*** Source records ***
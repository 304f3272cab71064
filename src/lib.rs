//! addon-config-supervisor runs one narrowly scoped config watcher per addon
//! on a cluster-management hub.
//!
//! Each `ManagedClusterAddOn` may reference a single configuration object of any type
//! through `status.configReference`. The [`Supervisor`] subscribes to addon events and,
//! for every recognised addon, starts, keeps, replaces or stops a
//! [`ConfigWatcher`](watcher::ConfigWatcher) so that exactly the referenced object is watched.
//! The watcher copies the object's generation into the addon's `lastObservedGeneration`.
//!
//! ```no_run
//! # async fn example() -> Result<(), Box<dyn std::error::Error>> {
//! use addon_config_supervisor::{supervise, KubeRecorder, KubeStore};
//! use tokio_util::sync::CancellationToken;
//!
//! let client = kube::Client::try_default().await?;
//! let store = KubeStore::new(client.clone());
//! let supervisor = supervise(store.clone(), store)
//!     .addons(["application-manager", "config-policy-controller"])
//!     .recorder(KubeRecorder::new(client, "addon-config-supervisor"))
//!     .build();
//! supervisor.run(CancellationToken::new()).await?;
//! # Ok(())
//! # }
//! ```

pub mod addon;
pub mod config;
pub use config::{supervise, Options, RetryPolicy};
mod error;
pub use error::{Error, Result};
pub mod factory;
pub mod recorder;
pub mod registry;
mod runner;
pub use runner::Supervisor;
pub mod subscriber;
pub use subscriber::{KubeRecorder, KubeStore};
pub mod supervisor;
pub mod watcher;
***
Assignment. Within the records above, count the lines that contain "client" and give the number with nothing added.

Response area. 3